As the COVID-19 pandemic continues to affect our daily lives, those fortunate enough to be able to work from home have found new ways to conduct business. Modern laptops allow us to run intensive applications from anywhere and remote servers keep everything centralized, while Zoom meetings and Microsoft Teams sites have helped us connect and keep in touch with what we’re working on.
For transportation design professionals, new workflows are emerging, and existing tools are being reimagined to help us design, review, and share our work with clients and the public. The results will prove beneficial even after this coronavirus pandemic subsides.
We are developing toolsets across our transportation practice that will create virtual meeting environments that can mirror shareholder meetings, client reviews and even public engagement sessions. The goal is to bring a familiar reality into a virtual setting that will still feel recognizable to the user.

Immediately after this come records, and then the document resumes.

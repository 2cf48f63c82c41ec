use anyhow::Result;
use std::sync::Arc;

mod admission;
mod cache;
mod cli;
mod db;
mod errors;
mod facade;
mod metadata;
mod models;
mod name;
mod reconciler;
mod repository;
mod version;
mod worker;

use cache::InfoCache;
use cli::Command;
use db::SqliteDbController;
use facade::Registry;
use models::RepositoryDescriptor;
use repository::LocalGitResolver;

#[tokio::main]
async fn main() -> Result<()> {
    dotenv::dotenv().ok();
    env_logger::init();

    let opt = cli::parse_args();

    log::info!("Opening catalog at `{}`", opt.db_path.display());
    let db = Arc::new(SqliteDbController::open(&opt.db_path)?);
    let cache = Arc::new(InfoCache::new());
    let resolver = Arc::new(LocalGitResolver::new(opt.download_url()));
    let registry = Arc::new(Registry::new(db, cache, resolver));

    if matches!(opt.command, Command::Sweep) {
        spawn_periodic_sweep(registry.clone(), opt.poll_interval_secs);
    }

    run_command(&registry, opt.command).await
}

/// Drives the catalog-wide sweep off an external timer.
fn spawn_periodic_sweep(registry: Arc<Registry>, interval_secs: u64) {
    tokio::spawn(async move {
        let mut ticker = tokio::time::interval(std::time::Duration::from_secs(interval_secs));
        loop {
            ticker.tick().await;
            if let Err(e) = registry.check_for_new_versions().await {
                log::warn!("periodic sweep failed: {}", e);
            }
        }
    });
}

async fn run_command(registry: &Registry, command: Command) -> Result<()> {
    match command {
        Command::Add { url, owner } => {
            let pkg = registry
                .add_package(RepositoryDescriptor::Git { url }, &owner)
                .await?;
            println!("added `{}` (owned by `{}`)", pkg.name, pkg.owner);
        }
        Command::Remove { name, owner } => {
            registry.remove_package(&name, &owner).await?;
            println!("removed `{}`", name);
        }
        Command::Info { name, with_errors } => {
            let view = registry.get_package_info(&name, with_errors).await?;
            println!("{}", serde_json::to_string_pretty(&view)?);
        }
        Command::Search { keywords } => {
            let results = registry.search_packages(&keywords).await?;
            for view in results {
                println!("{}", serde_json::to_string_pretty(&view)?);
            }
        }
        Command::Categories { name, categories } => {
            registry.set_package_categories(&name, &categories).await?;
            println!("set categories for `{}`: {:?}", name, categories);
        }
        Command::Update { name } => {
            registry.trigger_package_update(&name).await;
            println!("enqueued `{}`", name);
        }
        Command::Sweep => {
            registry.check_for_new_versions().await?;
            println!("swept the catalog; running in the background, press Ctrl-C to exit");
            tokio::signal::ctrl_c().await?;
        }
    }
    Ok(())
}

For instance, a browser window can drop you into a public meeting with project experts to interact with, plans and project boards to review, 3D visualizations to stream, and feedback and question forms to fill out. Moving beyond today’s current environment, this program could supplement public meetings for those who cannot attend in person and provide a way for those to review the material afterwards.
Another tool at our disposal is the use of 360-degree photos to emulate a fully navigable 3D model. This enables anyone with an internet connection to easily and intuitively understand the project. Recent integrations with LumenRT has made it even easier to go from design to a working visual model.

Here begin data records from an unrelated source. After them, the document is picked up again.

//! DbController Capability — consumed, not owned, by the core.
//!
//! [`SqliteDbController`] is the one shipped implementation: JSON-blob-in-a-
//! column storage over `rusqlite`. It stores documents rather than a
//! normalized relational schema: `Package` and `PackageVersion` round-trip
//! through `serde_json` exactly as received.

use crate::errors::DbError;
use crate::models::{Package, PackageSummary, PackageVersion, RepositoryDescriptor};
use async_trait::async_trait;
use chrono::Utc;
use rusqlite::{params, Connection, OptionalExtension};
use std::path::Path;
use std::sync::Mutex;

/// Abstract document store capability.
#[async_trait]
pub trait DbController: Send + Sync {
    async fn add_package(&self, pkg: &Package) -> Result<(), DbError>;
    async fn remove_package(&self, name: &str, owner: &str) -> Result<(), DbError>;
    async fn get_package(&self, name: &str) -> Result<Option<Package>, DbError>;
    async fn get_all_package_names(&self) -> Result<Vec<String>, DbError>;
    async fn get_user_packages(&self, owner: &str) -> Result<Vec<PackageSummary>, DbError>;

    /// All release versions for a package, in no particular order.
    async fn get_versions(&self, name: &str) -> Result<Vec<PackageVersion>, DbError>;
    /// All branch snapshots for a package, in no particular order.
    async fn get_branches(&self, name: &str) -> Result<Vec<PackageVersion>, DbError>;

    async fn has_version(&self, name: &str, version: &str) -> Result<bool, DbError>;
    async fn add_version(&self, name: &str, version: &PackageVersion) -> Result<(), DbError>;
    async fn update_version(&self, name: &str, version: &PackageVersion) -> Result<(), DbError>;
    /// Remove a stored ref by prefix: `~`-prefixed goes to branches,
    /// anything else is a release version.
    async fn remove_version(&self, name: &str, version: &str) -> Result<(), DbError>;

    async fn has_branch(&self, name: &str, branch: &str) -> Result<bool, DbError>;
    async fn add_branch(&self, name: &str, branch: &PackageVersion) -> Result<(), DbError>;
    async fn update_branch(&self, name: &str, branch: &PackageVersion) -> Result<(), DbError>;
    async fn remove_branch(&self, name: &str, branch: &str) -> Result<(), DbError>;

    async fn set_package_categories(&self, name: &str, categories: &[String]) -> Result<(), DbError>;
    async fn set_package_errors(&self, name: &str, errors: &[String]) -> Result<(), DbError>;

    async fn search_packages(&self, keywords: &str) -> Result<Vec<PackageSummary>, DbError>;
}

/// A `rusqlite`-backed [`DbController`].
///
/// `rusqlite::Connection` isn't `Sync`, so access is serialized behind a
/// `std::sync::Mutex` — a single-writer-at-a-time posture.
pub struct SqliteDbController {
    conn: Mutex<Connection>,
}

This method can really showcase projects in an exciting way, while also giving those involved a tool to digest the project on their own time.
Like many others in the transportation industry, my morning starts off with a brief check-in with my team. Through these daily meetings, we can quickly find out what everyone is working on and who may need help while providing a platform for impromptu, in-office conversations. These check-in types of meetings are echoed across all levels.
Whether it’s using Microsoft Teams for tracking project tasks and meetings to practice-wide communication via Zoom, the right tool can be utilized for the occasion. In order to stay connected, our team has begun relying more heavily on the collaborative functionality whether in Adobe or Bluebeam Studio Sessions. Being able to engage each other in the same interactive settings allows for a more streamlined workflow while keeping everyone on the same page.
Not only can we share our work within PDFs, but we are now beginning to leverage collaboration within our 3D designs. One example is how we’ve begun utilizing early versions of Bentley’s iTwin Design Software to track markups and changes in a real-time 3D environment.
This program gives the project manager the ability to look at everything happening on a project. Their view on screen changes to reflect exactly what the commenter on the project was looking at. From there, the project manager can check, resolve and verify that any issues with the design have been corrected.
As someone who is a true believer in what technology can do for the engineering process, it’s amazing how much innovation has come out of what is truly a worrisome time.